Cela laisse notamment côté flamand les communes francophones de la banlieue bruxelloise, « communes à facilités » (pour le français), dont les élus protestent régulièrement devant diverses instances internationales, dont la cour européenne des droits de l’homme.
Louvain, une université coupée en deux
Le sort de l’université millénaire de Louvain, proche de la frontière linguistique, mais du mauvais côté, illustre la pression flamande.
En 1968, les étudiants et professeurs néerlandophones défilent aux cris de » Walen Buiten » (Les Wallons dehors !) pour protester contre la décision de conserver le bilinguisme de l’Université.
Les étudiants et enseignants francophones quittent alors Louvain pour fonder Louvain-la-Neuve, à Ottignies, 30 kilomètres plus au sud, donc en terre francophone, qui bientôt rattrape et dépasse sa concurrente flamande en nombre d’inscrits, tandis que les mauvaises langues ironisent sur l’anglicisation de Louvain « la vieille ».
Les Wallons désormais en minorité
Bref c’est au tour des Wallons de se sentir « minorisés » et de réagir parfois violemment comme Jacques Brel autrefois dans ses chansons plus qu’ironiques (Les Flamandes en 1959 et Les Flamingands en 1977).
Les Flamands y sont décrits de comme catholiques traditionalistes à forte fécondité, ce qui s’oppose à l’image des Wallons laïques, voire « rouges », avec leur électorat ouvrier ou ex-ouvrier de l’industrie lourde votant socialiste.
Un mythe battu en brèche aujourd’hui : la fécondité flamande est tombée à 1,57 en 2020 en Flandre, tandis que les églises se vidaient.
Les Flamands restent néanmoins vexés : français et néerlandais sont enseignés dès le primaire – techniquement comme une langue étrangère – mais si les Flamands ont une bonne connaissance du français, les Wallons n’ont pas le même niveau en néerlandais, perçu comme une langue moins utile que le français.
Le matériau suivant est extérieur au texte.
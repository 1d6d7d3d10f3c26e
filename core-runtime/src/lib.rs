//! # Core Runtime Module
//!
//! Foundational runtime infrastructure for the identity sync core:
//! - Logging and tracing infrastructure
//! - Configuration management
//! - Event bus system
//!
//! ## Overview
//!
//! Every other core crate depends on this one for its configuration values,
//! its logging conventions and the broadcast channel used to publish sync and
//! correlation events.

pub mod config;
pub mod error;
pub mod events;
pub mod logging;

pub use config::{CoreConfig, CoreConfigBuilder};
pub use error::{Error, Result};
//! # Logging & Tracing Infrastructure
//!
//! Structured logging for the sync core built on `tracing`:
//! - Pretty, JSON and compact output formats
//! - Per-crate filtering
//! - Redaction of credentials and email addresses
//! - Forwarding to a host pipeline through `LoggerSink`
//!
//! ## Usage
//!
//! ```ignore
//! use core_runtime::logging::{init_logging, LogFormat, LoggingConfig};
//! use bridge_traits::time::{ConsoleLogger, LogLevel};
//! use std::sync::Arc;
//!
//! #[tokio::main]
//! async fn main() {
//!     let config = LoggingConfig::default()
//!         .with_format(LogFormat::Json)
//!         .with_level(LogLevel::Debug)
//!         .with_logger_sink(Arc::new(ConsoleLogger::default()));
//!
//!     init_logging(config).expect("Failed to initialize logging");
//!
//!     tracing::info!(connection_id = "okta-prod", "Sync scheduler started");
//! }
//! ```
//!
//! ## LoggerSink integration
//!
//! When a sink is configured every event that passes the filter is mirrored
//! to it as a [`LogEntry`](bridge_traits::time::LogEntry). With
//! `redact_pii` enabled, field values go through [`redact_if_sensitive`]
//! before they reach the sink.

use crate::error::{Error, Result};

use bridge_traits::time::{LogEntry, LogLevel, LoggerSink};

use std::collections::HashMap;
use std::fmt;
use std::io;
use std::sync::Arc;

use tracing::field::{Field, Visit};
use tracing::{Event, Subscriber};
use tracing_subscriber::{
    filter::EnvFilter,
    layer::{Context, SubscriberExt},
    registry::LookupSpan,
    util::SubscriberInitExt,
    Layer,
};

/// Crates of this workspace that receive the configured base level.
const WORKSPACE_TARGETS: &[&str] = &[
    "core_runtime",
    "core_directory",
    "core_connector",
    "core_correlation",
    "core_sync",
    "core_service",
    "provider_okta",
    "provider_msgraph",
    "bridge_desktop",
];

/// Log output format
#[derive(Debug, Clone, Copy, PartialEq, Eq)]
pub enum LogFormat {
    /// Human-readable pretty format with colors
    Pretty,
    /// Structured JSON format for log shippers
    Json,
    /// Single-line format
    Compact,
}

impl Default for LogFormat {
    fn default() -> Self {
        #[cfg(debug_assertions)]
        return Self::Pretty;

        #[cfg(not(debug_assertions))]
        return Self::Json;
    }
}

/// Logging configuration
#[derive(Clone)]
pub struct LoggingConfig {
    pub format: LogFormat,
    /// Minimum log level for workspace crates
    pub level: LogLevel,
    /// Redact credentials and emails before forwarding to the sink
    pub redact_pii: bool,
    /// Custom filter string (e.g., "core_sync=debug,provider_okta=trace")
    pub filter: Option<String>,
    pub logger_sink: Option<Arc<dyn LoggerSink>>,
    pub enable_spans: bool,
    pub display_target: bool,
    pub display_thread_info: bool,
}

impl Default for LoggingConfig {
    fn default() -> Self {
        Self {
            format: LogFormat::default(),
            level: LogLevel::Info,
            redact_pii: true,
            filter: None,
            logger_sink: None,
            enable_spans: true,
            display_target: true,
            display_thread_info: false,
        }
    }
}

impl LoggingConfig {
    pub fn with_format(mut self, format: LogFormat) -> Self {
        self.format = format;
        self
    }

    pub fn with_level(mut self, level: LogLevel) -> Self {
        self.level = level;
        self
    }

    pub fn with_pii_redaction(mut self, redact: bool) -> Self {
        self.redact_pii = redact;
        self
    }

    pub fn with_filter(mut self, filter: impl Into<String>) -> Self {
        self.filter = Some(filter.into());
        self
    }

    pub fn with_logger_sink(mut self, sink: Arc<dyn LoggerSink>) -> Self {
        self.logger_sink = Some(sink);
        self
    }

    pub fn with_spans(mut self, enable: bool) -> Self {
        self.enable_spans = enable;
        self
    }

    pub fn with_target(mut self, display: bool) -> Self {
        self.display_target = display;
        self
    }

    pub fn with_thread_info(mut self, display: bool) -> Self {
        self.display_thread_info = display;
        self
    }
}

/// Initialize the global logging subscriber.
///
/// Call once during startup; a second call returns an error.
///
/// # Errors
///
/// Returns an error if:
/// - A global subscriber is already installed
/// - The filter string is invalid
pub fn init_logging(config: LoggingConfig) -> Result<()> {
    let filter = build_filter(&config)?;

    match config.format {
        LogFormat::Pretty => init_pretty_logging(config, filter),
        LogFormat::Json => init_json_logging(config, filter),
        LogFormat::Compact => init_compact_logging(config, filter),
    }
}

fn level_str(level: LogLevel) -> &'static str {
    match level {
        LogLevel::Trace => "trace",
        LogLevel::Debug => "debug",
        LogLevel::Info => "info",
        LogLevel::Warn => "warn",
        LogLevel::Error => "error",
    }
}

fn build_filter(config: &LoggingConfig) -> Result<EnvFilter> {
    let filter_string = match &config.filter {
        Some(custom_filter) => custom_filter.clone(),
        None => {
            let base_level = level_str(config.level);
            let mut directives: Vec<String> = std::iter::once(env!("CARGO_PKG_NAME"))
                .chain(WORKSPACE_TARGETS.iter().copied())
                .map(|target| format!("{}={}", target.replace('-', "_"), base_level))
                .collect();
            directives.extend(
                ["h2=warn", "hyper=warn", "reqwest=warn", "sqlx=warn"]
                    .iter()
                    .map(|d| d.to_string()),
            );
            directives.join(",")
        }
    };

    EnvFilter::try_new(filter_string)
        .map_err(|e| Error::Config(format!("Invalid log filter: {}", e)))
}

fn init_pretty_logging(config: LoggingConfig, filter: EnvFilter) -> Result<()> {
    let fmt_layer = tracing_subscriber::fmt::layer()
        .pretty()
        .with_target(config.display_target)
        .with_thread_ids(config.display_thread_info)
        .with_thread_names(config.display_thread_info)
        .with_span_events(if config.enable_spans {
            tracing_subscriber::fmt::format::FmtSpan::ACTIVE
        } else {
            tracing_subscriber::fmt::format::FmtSpan::NONE
        })
        .with_writer(io::stdout);

    tracing_subscriber::registry()
        .with(filter)
        .with(fmt_layer)
        .with(LoggerSinkLayer::new(config.logger_sink.clone(), config.redact_pii))
        .try_init()
        .map_err(|e| Error::Config(format!("Failed to initialize logging: {}", e)))
}

fn init_json_logging(config: LoggingConfig, filter: EnvFilter) -> Result<()> {
    let fmt_layer = tracing_subscriber::fmt::layer()
        .json()
        .flatten_event(true)
        .with_current_span(config.enable_spans)
        .with_span_list(config.enable_spans)
        .with_target(config.display_target)
        .with_thread_ids(config.display_thread_info)
        .with_thread_names(config.display_thread_info)
        .with_writer(io::stdout);

    tracing_subscriber::registry()
        .with(filter)
        .with(fmt_layer)
        .with(LoggerSinkLayer::new(config.logger_sink.clone(), config.redact_pii))
        .try_init()
        .map_err(|e| Error::Config(format!("Failed to initialize logging: {}", e)))
}

fn init_compact_logging(config: LoggingConfig, filter: EnvFilter) -> Result<()> {
    let fmt_layer = tracing_subscriber::fmt::layer()
        .compact()
        .with_target(config.display_target)
        .with_thread_ids(config.display_thread_info)
        .with_thread_names(config.display_thread_info)
        .with_writer(io::stdout);

    tracing_subscriber::registry()
        .with(filter)
        .with(fmt_layer)
        .with(LoggerSinkLayer::new(config.logger_sink.clone(), config.redact_pii))
        .try_init()
        .map_err(|e| Error::Config(format!("Failed to initialize logging: {}", e)))
}

/// Layer that forwards events to a `LoggerSink` implementation.
struct LoggerSinkLayer {
    sink: Option<Arc<dyn LoggerSink>>,
    redact: bool,
}

impl LoggerSinkLayer {
    fn new(sink: Option<Arc<dyn LoggerSink>>, redact: bool) -> Self {
        Self { sink, redact }
    }
}

impl<S> Layer<S> for LoggerSinkLayer
where
    S: Subscriber + for<'a> LookupSpan<'a>,
{
    fn on_event(&self, event: &Event<'_>, ctx: Context<'_, S>) {
        let Some(sink) = self.sink.as_ref() else {
            return;
        };

        let metadata = event.metadata();
        let level = tracing_level_to_log_level(*metadata.level());

        if level < sink.min_level() {
            return;
        }

        let mut visitor = SinkVisitor::default();
        event.record(&mut visitor);

        let message = visitor
            .message
            .unwrap_or_else(|| metadata.name().to_string());

        let mut entry = LogEntry::new(level, metadata.target(), message);

        for (key, value) in visitor.fields {
            let value = if self.redact {
                redact_if_sensitive(&key, &value)
            } else {
                value
            };
            entry = entry.with_field(key, value);
        }

        if let Some(span) = ctx.lookup_current() {
            entry.span_id = Some(span.name().to_string());
        }

        let sink = Arc::clone(sink);

        if let Ok(handle) = tokio::runtime::Handle::try_current() {
            handle.spawn(async move {
                if let Err(err) = sink.log(entry).await {
                    eprintln!("LoggerSink error: {}", err);
                }
            });
            return;
        }

        if let Err(err) = futures::executor::block_on(sink.log(entry)) {
            eprintln!("LoggerSink error: {}", err);
        }
    }
}

#[derive(Default)]
struct SinkVisitor {
    message: Option<String>,
    fields: HashMap<String, String>,
}

impl SinkVisitor {
    fn record_value(&mut self, field: &Field, value: String) {
        if field.name() == "message" {
            self.message = Some(value);
        } else {
            self.fields.insert(field.name().to_string(), value);
        }
    }
}

impl Visit for SinkVisitor {
    fn record_str(&mut self, field: &Field, value: &str) {
        self.record_value(field, value.to_string());
    }

    fn record_i64(&mut self, field: &Field, value: i64) {
        self.record_value(field, value.to_string());
    }

    fn record_u64(&mut self, field: &Field, value: u64) {
        self.record_value(field, value.to_string());
    }

    fn record_bool(&mut self, field: &Field, value: bool) {
        self.record_value(field, value.to_string());
    }

    fn record_f64(&mut self, field: &Field, value: f64) {
        self.record_value(field, value.to_string());
    }

    fn record_error(&mut self, field: &Field, value: &(dyn std::error::Error + 'static)) {
        self.record_value(field, value.to_string());
    }

    fn record_debug(&mut self, field: &Field, value: &dyn fmt::Debug) {
        self.record_value(field, format!("{:?}", value));
    }
}

fn tracing_level_to_log_level(level: tracing::Level) -> LogLevel {
    match level {
        tracing::Level::TRACE => LogLevel::Trace,
        tracing::Level::DEBUG => LogLevel::Debug,
        tracing::Level::INFO => LogLevel::Info,
        tracing::Level::WARN => LogLevel::Warn,
        tracing::Level::ERROR => LogLevel::Error,
    }
}

/// Redact a field value when its name marks it as a credential or its value
/// looks like an email address.
///
/// ```ignore
/// use core_runtime::logging::redact_if_sensitive;
///
/// tracing::info!(owner = %redact_if_sensitive("owner", "jane@corp.example"), "Owner inferred");
/// // Logs: owner="j***@[REDACTED]"
/// ```
pub fn redact_if_sensitive(field_name: &str, value: &str) -> String {
    const SENSITIVE_FIELDS: &[&str] = &[
        "token",
        "password",
        "secret",
        "api_key",
        "apikey",
        "authorization",
        "bearer",
        "credential",
    ];

    let field_lower = field_name.to_lowercase();
    if SENSITIVE_FIELDS.iter().any(|&f| field_lower.contains(f)) {
        return "[REDACTED]".to_string();
    }

    match value.find('@') {
        Some(at_pos) if value[at_pos..].contains('.') => {
            let first = value.chars().next().filter(|_| at_pos > 0);
            match first {
                Some(c) => format!("{}***@[REDACTED]", c),
                None => "***@[REDACTED]".to_string(),
            }
        }
        _ => value.to_string(),
    }
}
Ou, pour parler comme Jacques Brel, les Wallons ne veulent pas « aboyer flamand ».
Le séparatisme flamand
Ce séparatisme est alimenté par le Vlaams Belang, qui prône un Etat flamand avec Bruxelles comme capitale. Il avait 18% des voix en Flandre lors des élections fédérales, régionales et européennes du 26 mai 2019. Inutile de dire ce qu’en pensent les Bruxellois !
Un autre parti flamand, le N-VA, Nieuw-Vlaamse Alliantie, libéral, préconise une sécession dans le cadre d’une confédération partagée entre deux entités Wallonie et Flandres, avec Bruxelles pour capitale, ne se retrouvant que mensuellement pour traiter de quelques rares questions spécifiques. Aux mêmes élections il a obtenu 25 % des voix en Flandre.
Les partis séparatistes ne rassemblait donc que 43 % des électeurs de Flandre. Selon un sondage de décembre 2019, seuls 37% de ceux-ci souhaiteraient une séparation d’avec la Wallonie.
Le cas de Bruxelles freine le séparatisme flamand
Nous avons vu que Bruxelles était francophone en terre flamande, or « la terre flamande est sacrée » et les militants flamingants ne veulent pas l’abandonner. Certains militants disent que Bruxelles n’est pas wallonne puisque composée largement de Flamands francisés et d’immigrés et de leurs descendants, notamment marocains et turcs, aujourd’hui largement francophones.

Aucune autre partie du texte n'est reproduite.